**Required work**: Every line below should be given again without alteration.

========

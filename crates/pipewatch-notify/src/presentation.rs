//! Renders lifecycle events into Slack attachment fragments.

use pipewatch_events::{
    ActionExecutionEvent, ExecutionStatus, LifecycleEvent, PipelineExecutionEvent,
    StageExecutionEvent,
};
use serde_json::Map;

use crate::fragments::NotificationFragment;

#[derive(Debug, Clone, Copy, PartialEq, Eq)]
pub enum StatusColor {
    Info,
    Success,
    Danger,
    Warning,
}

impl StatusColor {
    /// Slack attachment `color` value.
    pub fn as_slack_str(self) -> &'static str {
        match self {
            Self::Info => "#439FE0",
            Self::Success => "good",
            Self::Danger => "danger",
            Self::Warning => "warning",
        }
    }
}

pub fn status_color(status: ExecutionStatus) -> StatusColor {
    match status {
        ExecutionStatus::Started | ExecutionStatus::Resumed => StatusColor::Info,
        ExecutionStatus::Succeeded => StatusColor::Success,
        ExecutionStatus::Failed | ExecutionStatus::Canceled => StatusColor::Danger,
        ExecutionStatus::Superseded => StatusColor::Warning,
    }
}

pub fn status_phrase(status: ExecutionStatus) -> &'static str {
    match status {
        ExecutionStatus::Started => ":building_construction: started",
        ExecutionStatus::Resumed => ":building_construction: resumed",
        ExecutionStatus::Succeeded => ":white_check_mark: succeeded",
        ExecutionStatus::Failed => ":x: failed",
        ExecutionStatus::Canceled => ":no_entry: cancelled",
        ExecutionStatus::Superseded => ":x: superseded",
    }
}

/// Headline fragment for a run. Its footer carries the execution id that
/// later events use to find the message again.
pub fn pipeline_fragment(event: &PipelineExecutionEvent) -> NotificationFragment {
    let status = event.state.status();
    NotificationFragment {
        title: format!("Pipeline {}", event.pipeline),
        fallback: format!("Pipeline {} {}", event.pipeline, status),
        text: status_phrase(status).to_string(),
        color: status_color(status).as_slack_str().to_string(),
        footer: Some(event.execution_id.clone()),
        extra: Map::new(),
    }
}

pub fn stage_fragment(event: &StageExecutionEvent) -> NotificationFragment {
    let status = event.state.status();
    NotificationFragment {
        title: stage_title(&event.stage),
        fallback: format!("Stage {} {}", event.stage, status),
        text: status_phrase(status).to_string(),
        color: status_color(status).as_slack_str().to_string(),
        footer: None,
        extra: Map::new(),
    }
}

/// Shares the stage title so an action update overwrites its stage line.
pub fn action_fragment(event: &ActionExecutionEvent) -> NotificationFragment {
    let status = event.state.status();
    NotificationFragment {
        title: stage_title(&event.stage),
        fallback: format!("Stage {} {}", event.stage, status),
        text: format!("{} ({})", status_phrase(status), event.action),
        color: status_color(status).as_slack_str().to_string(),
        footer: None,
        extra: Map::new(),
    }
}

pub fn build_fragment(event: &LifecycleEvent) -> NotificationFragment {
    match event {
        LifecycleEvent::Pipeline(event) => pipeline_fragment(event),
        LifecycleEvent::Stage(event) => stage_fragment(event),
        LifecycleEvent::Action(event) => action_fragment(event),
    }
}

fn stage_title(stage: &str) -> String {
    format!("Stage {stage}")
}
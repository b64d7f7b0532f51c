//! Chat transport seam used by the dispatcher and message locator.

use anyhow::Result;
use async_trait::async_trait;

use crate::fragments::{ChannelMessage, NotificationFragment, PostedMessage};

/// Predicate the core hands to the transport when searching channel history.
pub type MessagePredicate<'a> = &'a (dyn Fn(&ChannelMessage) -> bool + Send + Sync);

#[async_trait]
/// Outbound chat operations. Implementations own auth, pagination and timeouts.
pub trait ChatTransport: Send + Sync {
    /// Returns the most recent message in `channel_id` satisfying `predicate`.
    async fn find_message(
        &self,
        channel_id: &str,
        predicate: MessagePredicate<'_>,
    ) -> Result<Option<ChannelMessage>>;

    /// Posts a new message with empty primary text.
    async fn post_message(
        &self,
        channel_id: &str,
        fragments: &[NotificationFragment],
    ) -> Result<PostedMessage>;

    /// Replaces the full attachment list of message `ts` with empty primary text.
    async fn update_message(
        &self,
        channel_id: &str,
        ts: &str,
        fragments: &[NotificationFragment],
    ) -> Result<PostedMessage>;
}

========

**Your response**:
filename crates/pipewatch-notify/src/presentation.rs
//! Renders lifecycle events into Slack attachment fragments.

use pipewatch_events::{
    ActionExecutionEvent, ExecutionStatus, LifecycleEvent, PipelineExecutionEvent,
    StageExecutionEvent,
};
use serde_json::Map;

use crate::fragments::NotificationFragment;

#[derive(Debug, Clone, Copy, PartialEq, Eq)]
pub enum StatusColor {
    Info,
    Success,
    Danger,
    Warning,
}

impl StatusColor {
    /// Slack attachment `color` value.
    pub fn as_slack_str(self) -> &'static str {
        match self {
            Self::Info => "#439FE0",
            Self::Success => "good",
            Self::Danger => "danger",
            Self::Warning => "warning",
        }
    }
}

pub fn status_color(status: ExecutionStatus) -> StatusColor {
    match status {
        ExecutionStatus::Started | ExecutionStatus::Resumed => StatusColor::Info,
        ExecutionStatus::Succeeded => StatusColor::Success,
        ExecutionStatus::Failed | ExecutionStatus::Canceled => StatusColor::Danger,
        ExecutionStatus::Superseded => StatusColor::Warning,
    }
}

pub fn status_phrase(status: ExecutionStatus) -> &'static str {
    match status {
        ExecutionStatus::Started => ":building_construction: started",
        ExecutionStatus::Resumed => ":building_construction: resumed",
        ExecutionStatus::Succeeded => ":white_check_mark: succeeded",
        ExecutionStatus::Failed => ":x: failed",
        ExecutionStatus::Canceled => ":no_entry: cancelled",
        ExecutionStatus::Superseded => ":x: superseded",
    }
}

/// Headline fragment for a run. Its footer carries the execution id that
/// later events use to find the message again.
pub fn pipeline_fragment(event: &PipelineExecutionEvent) -> NotificationFragment {
    let status = event.state.status();
    NotificationFragment {
        title: format!("Pipeline {}", event.pipeline),
        fallback: format!("Pipeline {} {}", event.pipeline, status),
        text: status_phrase(status).to_string(),
        color: status_color(status).as_slack_str().to_string(),
        footer: Some(event.execution_id.clone()),
        extra: Map::new(),
    }
}

pub fn stage_fragment(event: &StageExecutionEvent) -> NotificationFragment {
    let status = event.state.status();
    NotificationFragment {
        title: stage_title(&event.stage),
        fallback: format!("Stage {} {}", event.stage, status),
        text: status_phrase(status).to_string(),
        color: status_color(status).as_slack_str().to_string(),
        footer: None,
        extra: Map::new(),
    }
}

/// Shares the stage title so an action update overwrites its stage line.
pub fn action_fragment(event: &ActionExecutionEvent) -> NotificationFragment {
    let status = event.state.status();
    NotificationFragment {
        title: stage_title(&event.stage),
        fallback: format!("Stage {} {}", event.stage, status),
        text: format!("{} ({})", status_phrase(status), event.action),
        color: status_color(status).as_slack_str().to_string(),
        footer: None,
        extra: Map::new(),
    }
}

pub fn build_fragment(event: &LifecycleEvent) -> NotificationFragment {
    match event {
        LifecycleEvent::Pipeline(event) => pipeline_fragment(event),
        LifecycleEvent::Stage(event) => stage_fragment(event),
        LifecycleEvent::Action(event) => action_fragment(event),
    }
}

fn stage_title(stage: &str) -> String {
    format!("Stage {stage}")
}
repository b64d7f7b0532f51c
//! Chat transport seam used by the dispatcher and message locator.

use anyhow::Result;
use async_trait::async_trait;

use crate::fragments::{ChannelMessage, NotificationFragment, PostedMessage};

/// Predicate the core hands to the transport when searching channel history.
pub type MessagePredicate<'a> = &'a (dyn Fn(&ChannelMessage) -> bool + Send + Sync);

#[async_trait]
/// Outbound chat operations. Implementations own auth, pagination and timeouts.
pub trait ChatTransport: Send + Sync {
    /// Returns the most recent message in `channel_id` satisfying `predicate`.
    async fn find_message(
        &self,
        channel_id: &str,
        predicate: MessagePredicate<'_>,
    ) -> Result<Option<ChannelMessage>>;

    /// Posts a new message with empty primary text.
    async fn post_message(
        &self,
        channel_id: &str,
        fragments: &[NotificationFragment],
    ) -> Result<PostedMessage>;

    /// Replaces the full attachment list of message `ts` with empty primary text.
    async fn update_message(
        &self,
        channel_id: &str,
        ts: &str,
        fragments: &[NotificationFragment],
    ) -> Result<PostedMessage>;
}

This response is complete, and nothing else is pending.